Schlachtmusik Barock ist herzlos. Es liegt also nahe, einen Unterweltroman als barocke Oper zu inszenieren. Daß das vortrefflich gelingen kann, beweist der Engländer Russel James mit seiner "Schlachtmusik".

Dem alternden Gangsterboß Alexander Stanley Kazan schwimmen die Felle davon. Das Erschließungsprojekt auf der "Isle of Dogs" ist ins Stocken geraten. Der unliebsame Konkurrent Clive Darren drängt auf und den Gangsterpaten Kazan von der Insel. Nicht einmal auf die Subordinierten ist noch Verlaß: Der mit erklecklichen Summen geschmierte Gutachter Pritchett, der Kazans Stellung im Geschäft sichern soll, mauschelt gleichzeitig mit Darrens Leuten.

Hundstage auf der Hundsinsel, wenn Sie so wollen.

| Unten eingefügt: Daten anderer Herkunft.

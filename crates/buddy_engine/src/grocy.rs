use std::future::Future;
use std::time::Duration;

use buddy_core::{ProductId, Quantity};
use buddy_logging::buddy_debug;
use chrono::{Days, Local};
use reqwest::{StatusCode, Url};
use serde::de::DeserializeOwned;
use serde::Deserialize;
use serde_json::json;

use crate::{ApiError, ApiFailure, ChoreApi, InventoryApi, ProductInfo, PurchaseResult};

const API_KEY_HEADER: &str = "GROCY-API-KEY";
/// Best-before date Grocy uses for products that never expire.
const NEVER_EXPIRES: &str = "2999-12-31";

#[derive(Debug, Clone)]
pub struct GrocySettings {
    /// Base of the Grocy API, e.g. `https://grocy.example.com/api/`.
    pub api_url: String,
    pub api_key: String,
    /// Base of an OpenFoodFacts compatible product catalog.
    pub catalog_url: String,
    pub connect_timeout: Duration,
    pub request_timeout: Duration,
}

impl Default for GrocySettings {
    fn default() -> Self {
        Self {
            api_url: "http://localhost/api/".to_string(),
            api_key: String::new(),
            catalog_url: "https://world.openfoodfacts.org".to_string(),
            connect_timeout: Duration::from_secs(10),
            request_timeout: Duration::from_secs(30),
        }
    }
}

/// Blocking Grocy client.
///
/// Owns a small tokio runtime and drives every request to completion, so it
/// must not be called from inside another async runtime.
#[derive(Debug)]
pub struct GrocyClient {
    settings: GrocySettings,
    client: reqwest::Client,
    runtime: tokio::runtime::Runtime,
}

impl GrocyClient {
    pub fn new(settings: GrocySettings) -> Result<Self, ApiError> {
        let runtime = tokio::runtime::Builder::new_multi_thread()
            .worker_threads(1)
            .enable_all()
            .build()
            .map_err(|err| ApiError::new(ApiFailure::Network, err.to_string()))?;
        let client = reqwest::Client::builder()
            .connect_timeout(settings.connect_timeout)
            .timeout(settings.request_timeout)
            .build()
            .map_err(|err| ApiError::new(ApiFailure::Network, err.to_string()))?;
        Ok(Self {
            settings,
            client,
            runtime,
        })
    }

    fn block_on<F: Future>(&self, future: F) -> F::Output {
        self.runtime.block_on(future)
    }

    fn grocy_url(&self, segments: &[&str]) -> Result<Url, ApiError> {
        join_url(&self.settings.api_url, segments)
    }

    async fn send(&self, request: reqwest::RequestBuilder) -> Result<reqwest::Response, ApiError> {
        request
            .header(API_KEY_HEADER, &self.settings.api_key)
            .send()
            .await
            .map_err(map_reqwest_error)
    }

    async fn get_json<T: DeserializeOwned>(&self, url: Url) -> Result<T, ApiError> {
        let response = check_status(self.send(self.client.get(url)).await?)?;
        response
            .json::<T>()
            .await
            .map_err(|err| ApiError::new(ApiFailure::InvalidResponse, err.to_string()))
    }

    async fn post_json(&self, url: Url, body: serde_json::Value) -> Result<(), ApiError> {
        check_status(self.send(self.client.post(url).json(&body)).await?)?;
        Ok(())
    }
}

impl InventoryApi for GrocyClient {
    fn product_by_barcode(&self, barcode: &str) -> Result<Option<ProductInfo>, ApiError> {
        let url = self.grocy_url(&["stock", "products", "by-barcode", barcode])?;
        self.block_on(async {
            let response = self.send(self.client.get(url)).await?;
            if matches!(
                response.status(),
                StatusCode::BAD_REQUEST | StatusCode::NOT_FOUND
            ) {
                buddy_debug!("Grocy does not know barcode {}", barcode);
                return Ok(None);
            }
            let details: StockDetails = check_status(response)?
                .json()
                .await
                .map_err(|err| ApiError::new(ApiFailure::InvalidResponse, err.to_string()))?;
            details.into_product().map(Some)
        })
    }

    fn consume(&self, id: ProductId, amount: Quantity, spoiled: bool) -> Result<(), ApiError> {
        let url = self.grocy_url(&["stock", "products", &id.to_string(), "consume"])?;
        self.block_on(self.post_json(
            url,
            json!({
                "amount": amount,
                "transaction_type": "consume",
                "spoiled": spoiled,
            }),
        ))
    }

    fn purchase(&self, id: ProductId, amount: Quantity) -> Result<PurchaseResult, ApiError> {
        let product_url = self.grocy_url(&["objects", "products", &id.to_string()])?;
        let add_url = self.grocy_url(&["stock", "products", &id.to_string(), "add"])?;
        self.block_on(async {
            let product: ProductRow = self.get_json(product_url).await?;
            let days = product
                .default_best_before_days
                .as_ref()
                .and_then(Flexible::as_f64)
                .unwrap_or(0.0) as i64;
            let (best_before, result) = match days {
                0 => (
                    NEVER_EXPIRES.to_string(),
                    PurchaseResult::StockedWithoutBestBefore,
                ),
                d if d < 0 => (NEVER_EXPIRES.to_string(), PurchaseResult::Stocked),
                d => {
                    let today = Local::now().date_naive();
                    let date = today
                        .checked_add_days(Days::new(d as u64))
                        .map(|date| date.format("%Y-%m-%d").to_string())
                        .unwrap_or_else(|| NEVER_EXPIRES.to_string());
                    (date, PurchaseResult::Stocked)
                }
            };
            self.post_json(
                add_url,
                json!({
                    "amount": amount,
                    "transaction_type": "purchase",
                    "best_before_date": best_before,
                }),
            )
            .await?;
            Ok(result)
        })
    }

    fn open(&self, id: ProductId) -> Result<(), ApiError> {
        let url = self.grocy_url(&["stock", "products", &id.to_string(), "open"])?;
        self.block_on(self.post_json(url, json!({ "amount": 1 })))
    }

    fn add_to_shopping_list(&self, id: ProductId, amount: Quantity) -> Result<(), ApiError> {
        let url = self.grocy_url(&["stock", "shoppinglist", "add-product"])?;
        self.block_on(self.post_json(
            url,
            json!({
                "product_id": id,
                "product_amount": amount,
            }),
        ))
    }

    fn lookup_name_by_external_catalog(&self, barcode: &str) -> Result<Option<String>, ApiError> {
        let url = join_url(
            &self.settings.catalog_url,
            &["api", "v0", "product", &format!("{barcode}.json")],
        )?;
        self.block_on(async {
            let response = self
                .client
                .get(url)
                .send()
                .await
                .map_err(map_reqwest_error)?;
            if response.status() == StatusCode::NOT_FOUND {
                return Ok(None);
            }
            let entry: CatalogEntry = check_status(response)?
                .json()
                .await
                .map_err(|err| ApiError::new(ApiFailure::InvalidResponse, err.to_string()))?;
            Ok(entry.name())
        })
    }
}

impl ChoreApi for GrocyClient {
    fn execute_chore(&self, id: u64) -> Result<(), ApiError> {
        let url = self.grocy_url(&["chores", &id.to_string(), "execute"])?;
        self.block_on(self.post_json(url, json!({})))
    }

    fn chore_name(&self, id: u64) -> Result<String, ApiError> {
        let url = self.grocy_url(&["chores", &id.to_string()])?;
        let details: ChoreDetails = self.block_on(self.get_json(url))?;
        Ok(details.chore.name)
    }
}

fn join_url(base: &str, segments: &[&str]) -> Result<Url, ApiError> {
    let mut url =
        Url::parse(base).map_err(|err| ApiError::new(ApiFailure::InvalidUrl, err.to_string()))?;
    url.path_segments_mut()
        .map_err(|_| ApiError::new(ApiFailure::InvalidUrl, format!("{base} cannot be a base")))?
        .pop_if_empty()
        .extend(segments);
    Ok(url)
}

fn check_status(response: reqwest::Response) -> Result<reqwest::Response, ApiError> {
    let status = response.status();
    if status.is_success() {
        Ok(response)
    } else {
        Err(ApiError::new(
            ApiFailure::HttpStatus(status.as_u16()),
            status.to_string(),
        ))
    }
}

fn map_reqwest_error(err: reqwest::Error) -> ApiError {
    if err.is_timeout() {
        return ApiError::new(ApiFailure::Timeout, err.to_string());
    }
    ApiError::new(ApiFailure::Network, err.to_string())
}

/// Grocy reports numbers as JSON numbers or numeric strings depending on version.
#[derive(Debug, Deserialize)]
#[serde(untagged)]
enum Flexible {
    Number(f64),
    Text(String),
}

impl Flexible {
    fn as_f64(&self) -> Option<f64> {
        match self {
            Flexible::Number(value) => Some(*value),
            Flexible::Text(text) => text.trim().parse().ok(),
        }
    }

    fn as_id(&self) -> Option<ProductId> {
        self.as_f64()
            .filter(|value| *value >= 0.0 && value.fract() == 0.0)
            .map(|value| value as ProductId)
    }
}

#[derive(Debug, Deserialize)]
struct ProductRow {
    id: Flexible,
    name: String,
    #[serde(default)]
    default_best_before_days: Option<Flexible>,
}

#[derive(Debug, Deserialize)]
struct UnitRow {
    name: String,
}

#[derive(Debug, Deserialize)]
struct StockDetails {
    product: ProductRow,
    #[serde(default)]
    quantity_unit_stock: Option<UnitRow>,
    #[serde(default)]
    stock_amount: Option<Flexible>,
}

impl StockDetails {
    fn into_product(self) -> Result<ProductInfo, ApiError> {
        let id = self.product.id.as_id().ok_or_else(|| {
            ApiError::new(
                ApiFailure::InvalidResponse,
                format!("product id {:?} is not a number", self.product.id),
            )
        })?;
        Ok(ProductInfo {
            id,
            name: self.product.name,
            unit: self.quantity_unit_stock.map(|unit| unit.name).unwrap_or_default(),
            stock_amount: self
                .stock_amount
                .as_ref()
                .and_then(Flexible::as_f64)
                .unwrap_or(0.0),
        })
    }
}

#[derive(Debug, Deserialize)]
struct ChoreRow {
    name: String,
}

#[derive(Debug, Deserialize)]
struct ChoreDetails {
    chore: ChoreRow,
}

#[derive(Debug, Default, Deserialize)]
struct CatalogProduct {
    #[serde(default)]
    product_name: Option<String>,
    #[serde(default)]
    generic_name: Option<String>,
}

#[derive(Debug, Deserialize)]
struct CatalogEntry {
    #[serde(default)]
    status: Option<Flexible>,
    #[serde(default)]
    product: Option<CatalogProduct>,
}

impl CatalogEntry {
    fn name(self) -> Option<String> {
        if self.status.as_ref().and_then(Flexible::as_f64) == Some(0.0) {
            return None;
        }
        let product = self.product?;
        [product.product_name, product.generic_name]
            .into_iter()
            .flatten()
            .map(|name| name.trim().to_string())
            .find(|name| !name.is_empty())
    }
}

Der Einzige, dem Alexander Kazan noch vertraut, ist sein junger Killer-Azubi Tim Hawk, den Kazan als Jugendlichen von der Straße holte. Hawk hat mit seinen blonden Locken und dem blassen Teint das Antlitz eines Engels; er liebt barocke Opern und tötet, ohne seinen Opfern weh zu tun. Ein filigraner Mann fürs Grobe...

Während Kazan auf Hochzeitsreise in der Ukraine weilt, nimmt Hawk sich der Probleme im heimischen London an und beseitigt Darren: "Sehen Sie, es hat doch wirklich nicht weh getan." Die Leiche des Konkurrenten präsentiert Hawk seinem Ziehvater in einer operettenhaften Inszenierung beim Hochzeitsbankett im Kreise der Familie.

Doch der Druck lastet weiter bleischwer auf Kazans Schultern. Andere drängen ebenfalls auf die "Isle of Dogs". Seit seiner Hochzeit ohnehin als Weichei verschrieen, traut ihm kaum jemand den Mumm zu, das Geschäft wieder in den eisenharten Griff zu bekommen. Kazans Gangster-Imperium zerfällt, die ersten Getreuen laufen über. Das Crescendo der Waffen übertönt schließlich die Böller in der Guy-Fawkes-Nacht.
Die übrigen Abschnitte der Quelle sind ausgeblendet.